• alınan oy sayıları tek başına, hiçbir anlam ifade etmez, meşuiyet kazandırmaz. sadece oy sayısından gideceksek eğer iktidar partisinin aldığı oysayısına bir bakmanızı öneririm. iktidarın aldığı oy sayısı yaklaşık 21 milyon, ama bu oy miktarı, tek başına onların ideolojisini, yaptıklarını doğrulamaz ya da yanlışlamaz.

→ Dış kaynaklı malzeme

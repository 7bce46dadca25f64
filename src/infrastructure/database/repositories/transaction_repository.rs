//! SeaORM implementation of TransactionRepository

use std::sync::atomic::{AtomicI32, Ordering};

use async_trait::async_trait;
use chrono::{DateTime, Utc};
use log::{debug, warn};
use sea_orm::sea_query::OnConflict;
use sea_orm::{
    ActiveModelTrait, ColumnTrait, DatabaseConnection, EntityTrait, IntoActiveModel, QueryFilter,
    QueryOrder, Set,
};

use super::db_err;
use crate::domain::{ChargingTransaction, ConnectorRef, DomainError, DomainResult, TransactionRepository};
use crate::infrastructure::database::entities::charging_transaction;

pub struct SeaOrmTransactionRepository {
    db: DatabaseConnection,
    /// Lower bound for the next id handed out by this process
    counter: AtomicI32,
}

impl SeaOrmTransactionRepository {
    pub fn new(db: DatabaseConnection) -> Self {
        Self {
            db,
            counter: AtomicI32::new(1),
        }
    }

    async fn max_id(&self) -> DomainResult<i32> {
        let latest = charging_transaction::Entity::find()
            .order_by_desc(charging_transaction::Column::Id)
            .one(&self.db)
            .await
            .map_err(db_err)?;
        Ok(latest.map(|t| t.id).unwrap_or(0))
    }
}

// ── Conversion helpers ──────────────────────────────────────────

fn model_to_domain(t: charging_transaction::Model) -> ChargingTransaction {
    ChargingTransaction {
        id: t.id,
        connector: ConnectorRef::new(t.charge_box_id, t.connector_id as u32),
        id_tag: t.id_tag,
        started_at: t.started_at,
        stopped_at: t.stopped_at,
        stop_reason: t.stop_reason,
    }
}

fn domain_to_active(tx: ChargingTransaction) -> charging_transaction::ActiveModel {
    charging_transaction::ActiveModel {
        id: Set(tx.id),
        charge_box_id: Set(tx.connector.charge_box_id),
        connector_id: Set(tx.connector.connector_id as i32),
        id_tag: Set(tx.id_tag),
        started_at: Set(tx.started_at),
        stopped_at: Set(tx.stopped_at),
        stop_reason: Set(tx.stop_reason),
    }
}

fn is_open_filter() -> sea_orm::sea_query::SimpleExpr {
    charging_transaction::Column::StoppedAt.is_null()
}

// ── TransactionRepository impl ──────────────────────────────────

#[async_trait]
impl TransactionRepository for SeaOrmTransactionRepository {
    async fn save(&self, transaction: ChargingTransaction) -> DomainResult<()> {
        debug!("Saving transaction: {}", transaction.id);
        self.counter.fetch_max(transaction.id + 1, Ordering::SeqCst);

        charging_transaction::Entity::insert(domain_to_active(transaction))
            .on_conflict(
                OnConflict::column(charging_transaction::Column::Id)
                    .update_columns([
                        charging_transaction::Column::StoppedAt,
                        charging_transaction::Column::StopReason,
                    ])
                    .to_owned(),
            )
            .exec(&self.db)
            .await
            .map_err(db_err)?;
        Ok(())
    }

    async fn find_by_id(&self, id: i32) -> DomainResult<Option<ChargingTransaction>> {
        let model = charging_transaction::Entity::find_by_id(id)
            .one(&self.db)
            .await
            .map_err(db_err)?;
        Ok(model.map(model_to_domain))
    }

    async fn find_open_by_id_tag(&self, id_tag: &str) -> DomainResult<Vec<ChargingTransaction>> {
        let models = charging_transaction::Entity::find()
            .filter(charging_transaction::Column::IdTag.eq(id_tag))
            .filter(is_open_filter())
            .order_by_asc(charging_transaction::Column::Id)
            .all(&self.db)
            .await
            .map_err(db_err)?;
        Ok(models.into_iter().map(model_to_domain).collect())
    }

    async fn find_open_for_connector(
        &self,
        connector: &ConnectorRef,
    ) -> DomainResult<Option<ChargingTransaction>> {
        let model = charging_transaction::Entity::find()
            .filter(charging_transaction::Column::ChargeBoxId.eq(connector.charge_box_id.as_str()))
            .filter(charging_transaction::Column::ConnectorId.eq(connector.connector_id as i32))
            .filter(is_open_filter())
            .order_by_desc(charging_transaction::Column::StartedAt)
            .one(&self.db)
            .await
            .map_err(db_err)?;
        Ok(model.map(model_to_domain))
    }

    async fn find_open(&self) -> DomainResult<Vec<ChargingTransaction>> {
        let models = charging_transaction::Entity::find()
            .filter(is_open_filter())
            .order_by_asc(charging_transaction::Column::Id)
            .all(&self.db)
            .await
            .map_err(db_err)?;
        Ok(models.into_iter().map(model_to_domain).collect())
    }

    async fn stop(
        &self,
        id: i32,
        stopped_at: DateTime<Utc>,
        reason: Option<String>,
    ) -> DomainResult<()> {
        debug!("Stopping transaction: {} (reason: {:?})", id, reason);
        let existing = charging_transaction::Entity::find_by_id(id)
            .one(&self.db)
            .await
            .map_err(db_err)?;

        let Some(existing) = existing else {
            return Err(DomainError::NotFound {
                entity: "Transaction",
                field: "id",
                value: id.to_string(),
            });
        };

        let mut model = existing.into_active_model();
        model.stopped_at = Set(Some(stopped_at));
        model.stop_reason = Set(reason);
        model.update(&self.db).await.map_err(db_err)?;
        Ok(())
    }

    async fn next_id(&self) -> i32 {
        match self.max_id().await {
            Ok(max) => {
                self.counter.fetch_max(max + 1, Ordering::SeqCst);
            }
            Err(e) => warn!("Could not read max transaction id, using local counter: {}", e),
        }
        self.counter.fetch_add(1, Ordering::SeqCst)
    }
}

    sizin 59.3 milyon seçmenden 5.4 milyonunun oyunu almanız da hiçbir anlam ifade etmiyor maalesef. demek ki siz iktidar partisi veya ana muhalet partisi kadar oy alsanız, kendinizi şimdikilerden daha büyük görecek, yaptığınız herşeyin meşruiyetini buna dayandıracak kadar demokrasi cahili olacaksınız, tıpkı zamanında adolf'ün dediği gibi.
  • londrada kaldığım aylarda kendini milliyetçi diye tarif eden brexit yanlısı ingilizlerde ve onların günlük yaşantılarında -göçmenlere ayrımcılığı konu dışında bırakarak söylüyorum- kanunlarına, çevresine, doğasına, devlet malına, kendi milletinin insanlarının haklarına, sosyal yardımlaşmaya, bilime-sanata, ödediği vergilerin harcandığı yerlere yani ülkesini ileri taşıyabilecek her ayrıntıya fazlasıyla duyarlı olduğunu görünce biraz şaşırtmıştım.

    ne yazık ki memleketimde milliyetçi deyince devlet malı deniz yemeyen keriz mantığı ile haraket eden, insan hakları savunuculuğundan uzak, ne bir ağaç dikmiş ne bir sosyal yardımlaşma içinde bulunmuş, bilimden sanattan uzak, trafik kuralını ihlal etmekle övünen, rant peşine düşmüş insan profili gözümün önüne geliyor.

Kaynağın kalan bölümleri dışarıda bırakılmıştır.